En El Vendrell, la CUP propone, con éxito, cambiar el nombre de la calle General Prim -junto con Espartero, el político más importante del XIX- por el de 1-O. Más mentiras. Según la propaganda, del referéndum ilegal se deriva un «mandato democrático» y una «mayoría social» que justifica la desobediencia al Estado.

Tampoco es verdad el «España nos roba». Borrell ve en el Brexit y el «procés» discursos similares. Si a Cataluña España le «roba» los famosos dieciséis mil millones, la Inglaterra rural compró la fantasmada de Farage: Bruselas se llevaba cada semana trescientos cincuenta mil millones de libras. Parecía difícil que los ingleses se tragaran las estadísticas de un aficionado a las pintas de cerveza. En el momento del delirio, todos los países se parecen.

¿Y el derecho de autodeterminación? En su «Breve historia del separatismo catalán», Enric Ucelay-Da Cal recuerda que tal doctrina «no es ley en ninguna parte (lo fue en la URSS y así acabó en 1991), se incluyó en el vaporoso proyecto de derecho Internacional de la ONU desde 1945 en adelante». El «derecho de autodeterminación», colige, «no pasa de ser un tema de conversación negociadora, pero no un principio incuestionable. Tiene que haber grandes potencias muy interesadas en el asunto en cuestión. Y no es el caso de Cataluña».

La enésima mentira: el Consell de la República que Torra presentó en su sermón del TNC como «el altavoz más potente de la lucha por la libertad de Cataluña en el mundo». Su puesta en marcha se aplaza sine die.

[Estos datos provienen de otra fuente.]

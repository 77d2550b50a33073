//! Zarr format version and consolidated metadata (section 5.3).

use async_trait::async_trait;
use mlcast_common::Dataset;

use super::{Check, CheckContext};
use crate::report::{Report, Status};

const SECTION: &str = "5.3";

pub struct ZarrFormatCheck {
    allowed_versions: Vec<u8>,
    require_consolidated_v2: bool,
}

impl ZarrFormatCheck {
    pub fn new(allowed_versions: &[u8], require_consolidated_v2: bool) -> Self {
        Self {
            allowed_versions: allowed_versions.to_vec(),
            require_consolidated_v2,
        }
    }
}

#[async_trait]
impl Check for ZarrFormatCheck {
    fn id(&self) -> &str {
        "zarr_format"
    }

    fn section(&self) -> &str {
        SECTION
    }

    fn describe(&self) -> String {
        let versions: Vec<String> = self.allowed_versions.iter().map(|v| format!("v{v}")).collect();
        format!("Zarr format {}", versions.join(" or "))
    }

    async fn evaluate(&self, dataset: &Dataset, _ctx: &CheckContext) -> Report {
        let mut report = Report::new();
        let Some(version) = dataset.store.zarr_format else {
            report.add(
                SECTION,
                "Zarr version compatibility",
                Status::Fail,
                "Could not determine the Zarr format version of the store",
            );
            return report;
        };

        if self.allowed_versions.contains(&version) {
            report.add(
                SECTION,
                "Zarr version compatibility",
                Status::Pass,
                format!("Using supported Zarr v{version} format"),
            );
        } else {
            report.add(
                SECTION,
                "Zarr version compatibility",
                Status::Fail,
                format!("Unsupported Zarr version: v{version}"),
            );
        }

        if version == 2 && self.require_consolidated_v2 {
            if dataset.store.consolidated {
                report.add(
                    SECTION,
                    "Consolidated metadata presence",
                    Status::Pass,
                    "Zarr v2 dataset has consolidated metadata",
                );
            } else {
                report.add(
                    SECTION,
                    "Consolidated metadata presence",
                    Status::Fail,
                    "Zarr v2 dataset is missing consolidated metadata",
                );
            }
        }
        report
    }
}

#[cfg(test)]
mod tests {
    use super::*;
    use crate::capabilities::Capabilities;
    use crate::oracle::StaticRepositoryOracle;
    use std::sync::Arc;
    use test_utils::DatasetBuilder;

    fn ctx() -> CheckContext {
        CheckContext::new(Capabilities::none(), Arc::new(StaticRepositoryOracle::new()))
    }

    async fn run(version: Option<u8>, consolidated: bool) -> Report {
        let ds = DatasetBuilder::new("mem://").zarr_format(version, consolidated).build();
        ZarrFormatCheck::new(&[2, 3], true).evaluate(&ds, &ctx()).await
    }

    #[tokio::test]
    async fn test_v3_passes() {
        let report = run(Some(3), false).await;
        assert_eq!(report.len(), 1);
        assert_eq!(report.findings()[0].detail, "Using supported Zarr v3 format");
    }

    #[tokio::test]
    async fn test_v2_needs_consolidated_metadata() {
        assert!(run(Some(2), true).await.ok());
        let report = run(Some(2), false).await;
        assert_eq!(
            report.by_requirement("Consolidated metadata presence").next().unwrap().status,
            Status::Fail
        );
    }

    #[tokio::test]
    async fn test_unsupported_or_unknown_version() {
        assert_eq!(run(Some(1), true).await.findings()[0].detail, "Unsupported Zarr version: v1");
        assert!(run(None, true).await.has_fails());
    }
}
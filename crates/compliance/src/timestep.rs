//! Timestep regularity analysis with a content-keyed memo.

use std::collections::hash_map::DefaultHasher;
use std::collections::{BTreeSet, HashMap};
use std::hash::{Hash, Hasher};
use std::sync::Mutex;

use mlcast_common::{decode_time_variable, AttributesExt, TimeDecodeError, TimeResult, Variable};
use tracing::debug;

/// Result of analysing consecutive time differences.
#[derive(Debug, Clone, Copy, PartialEq, Eq)]
pub struct TimestepAnalysis {
    /// More than one distinct interval between consecutive timesteps.
    pub is_variable: bool,
    /// Number of distinct intervals (0 with fewer than two timesteps).
    pub unique_intervals: usize,
}

/// Analyses time coordinates, memoising by content.
///
/// Two variables with the same dtype, units, calendar and values share a
/// cache entry whatever dataset they come from. Decoding errors are not
/// cached.
#[derive(Debug, Default)]
pub struct TimestepAnalyzer {
    cache: Mutex<HashMap<u64, TimestepAnalysis>>,
}

impl TimestepAnalyzer {
    pub fn new() -> Self {
        Self::default()
    }

    pub fn analyze(&self, time: &Variable) -> TimeResult<TimestepAnalysis> {
        let values = time.values.as_ref().ok_or(TimeDecodeError::ValuesUnavailable)?;
        let key = content_key(time, values);

        if let Some(hit) = self.lock().get(&key).copied() {
            return Ok(hit);
        }

        let analysis = compute(time)?;
        debug!(
            coord = %time.name,
            variable = analysis.is_variable,
            intervals = analysis.unique_intervals,
            "Analysed timesteps"
        );
        self.lock().insert(key, analysis);
        Ok(analysis)
    }

    pub fn cached_entries(&self) -> usize {
        self.lock().len()
    }

    fn lock(&self) -> std::sync::MutexGuard<'_, HashMap<u64, TimestepAnalysis>> {
        // Entries are pure functions of their keys, a poisoned map is still valid.
        self.cache.lock().unwrap_or_else(|poisoned| poisoned.into_inner())
    }
}

fn content_key(time: &Variable, values: &[f64]) -> u64 {
    let mut hasher = DefaultHasher::new();
    time.dtype.hash(&mut hasher);
    time.attrs.text("units").hash(&mut hasher);
    time.attrs.text("calendar").hash(&mut hasher);
    values.len().hash(&mut hasher);
    for v in values {
        v.to_bits().hash(&mut hasher);
    }
    hasher.finish()
}

fn compute(time: &Variable) -> TimeResult<TimestepAnalysis> {
    let times = decode_time_variable(time)?;
    if times.len() < 2 {
        return Ok(TimestepAnalysis {
            is_variable: false,
            unique_intervals: 0,
        });
    }
    let intervals: BTreeSet<i64> = times
        .windows(2)
        .map(|w| (w[1] - w[0]).num_milliseconds())
        .collect();
    Ok(TimestepAnalysis {
        is_variable: intervals.len() > 1,
        unique_intervals: intervals.len(),
    })
}

#[cfg(test)]
mod tests {
    use super::*;
    use mlcast_common::VariableRole;
    use serde_json::json;

    fn time(values: &[f64]) -> Variable {
        let mut v = Variable::new("time", VariableRole::Coordinate);
        v.dims = vec!["time".into()];
        v.shape = vec![values.len() as u64];
        v.dtype = "int64".into();
        v.attrs.insert("units".into(), json!("minutes since 2020-01-01"));
        v.values = Some(values.to_vec());
        v
    }

    #[test]
    fn test_regular_and_variable() {
        let analyzer = TimestepAnalyzer::new();
        let regular = analyzer.analyze(&time(&[0.0, 5.0, 10.0, 15.0])).unwrap();
        assert_eq!(regular, TimestepAnalysis { is_variable: false, unique_intervals: 1 });

        let variable = analyzer.analyze(&time(&[0.0, 5.0, 10.0, 20.0, 30.0])).unwrap();
        assert_eq!(variable, TimestepAnalysis { is_variable: true, unique_intervals: 2 });
    }

    #[test]
    fn test_single_timestep() {
        let analysis = TimestepAnalyzer::new().analyze(&time(&[0.0])).unwrap();
        assert_eq!(analysis.unique_intervals, 0);
        assert!(!analysis.is_variable);
    }

    #[test]
    fn test_cache_is_keyed_on_content() {
        let analyzer = TimestepAnalyzer::new();
        let a = time(&[0.0, 5.0, 10.0]);
        let mut b = a.clone();
        b.name = "valid_time".into();

        assert_eq!(analyzer.analyze(&a).unwrap(), analyzer.analyze(&b).unwrap());
        assert_eq!(analyzer.cached_entries(), 1);

        let c = time(&[0.0, 5.0, 15.0]);
        assert!(analyzer.analyze(&c).unwrap().is_variable);
        assert_eq!(analyzer.cached_entries(), 2);
    }

    #[test]
    fn test_units_are_part_of_the_key() {
        let analyzer = TimestepAnalyzer::new();
        let minutes = time(&[0.0, 1.0]);
        let mut hours = minutes.clone();
        hours.attrs.insert("units".into(), json!("hours since 2020-01-01"));
        analyzer.analyze(&minutes).unwrap();
        analyzer.analyze(&hours).unwrap();
        assert_eq!(analyzer.cached_entries(), 2);
    }

    #[test]
    fn test_errors_are_not_cached() {
        let analyzer = TimestepAnalyzer::new();
        let mut bad = time(&[0.0, 1.0]);
        bad.attrs.remove("units");
        assert_eq!(analyzer.analyze(&bad), Err(TimeDecodeError::MissingUnits));
        assert_eq!(analyzer.cached_entries(), 0);

        let mut missing = time(&[]);
        missing.values = None;
        assert_eq!(analyzer.analyze(&missing), Err(TimeDecodeError::ValuesUnavailable));
    }
}
//! Console rendering of reports and listings.

use comfy_table::{modifiers::UTF8_ROUND_CORNERS, presets::UTF8_FULL, Cell, Color, ContentArrangement, Table};
use compliance::{CatalogEntry, Report, RequirementListing, Status};

/// Formats reports for the terminal.
pub struct ReportRenderer;

impl ReportRenderer {
    /// Findings as a table followed by the summary line.
    pub fn format_table(title: &str, report: &Report) -> String {
        let mut table = Table::new();
        table
            .load_preset(UTF8_FULL)
            .apply_modifier(UTF8_ROUND_CORNERS)
            .set_content_arrangement(ContentArrangement::Dynamic)
            .set_header(vec!["Section", "Requirement", "Status", "Detail", "Check"]);

        for finding in report {
            table.add_row(vec![
                Cell::new(&finding.section),
                Cell::new(&finding.requirement),
                Cell::new(finding.status.as_str()).fg(status_color(finding.status)),
                Cell::new(&finding.detail),
                Cell::new(finding.source_check.as_deref().unwrap_or("")),
            ]);
        }

        let mut out = format!("{title}\n{table}\n{}", report.summarize());
        if report.interrupted() {
            out.push_str("\nValidation was interrupted; the report is partial.");
        }
        out
    }

    /// `--list` output.
    pub fn format_catalog(entries: &[CatalogEntry]) -> String {
        let mut lines = vec!["Implemented specifications:".to_string()];
        for entry in entries {
            lines.push(format!(
                "  - {}: {}@{} (default {})",
                entry.stage,
                entry.product,
                entry.versions.join(", "),
                entry.default_version
            ));
        }
        lines.join("\n")
    }

    /// `--print-spec` output.
    pub fn format_requirements(identity: &str, listing: &[RequirementListing]) -> String {
        let mut table = Table::new();
        table
            .load_preset(UTF8_FULL)
            .apply_modifier(UTF8_ROUND_CORNERS)
            .set_header(vec!["Section", "Check", "Requirement"]);
        for item in listing {
            table.add_row(vec![&item.section, &item.check, &item.description]);
        }
        format!("Requirements of {identity}\n{table}")
    }
}

fn status_color(status: Status) -> Color {
    match status {
        Status::Pass => Color::Green,
        Status::Warning => Color::Yellow,
        Status::Fail => Color::Red,
    }
}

Previsiones y promesas desmentidas por la realidad. El discurso de la ANC demuestra que la parte de una parte de Cataluña persiste en el golpismo de la DUI y la «ocupación del territorio de forma indefinida». La apelación al «pueblo» y la «gente» -«el pueblo manda, el gobierno obedece»- revela el desprecio hacia las instituciones democráticas. Es el «doblepensar» orwelliano: quienes blasonan de antifascistas ejercen el fascismo. «La verdad es revolucionaria» afirmó Gramsci. La única verdad de la República Catalana es que no existe.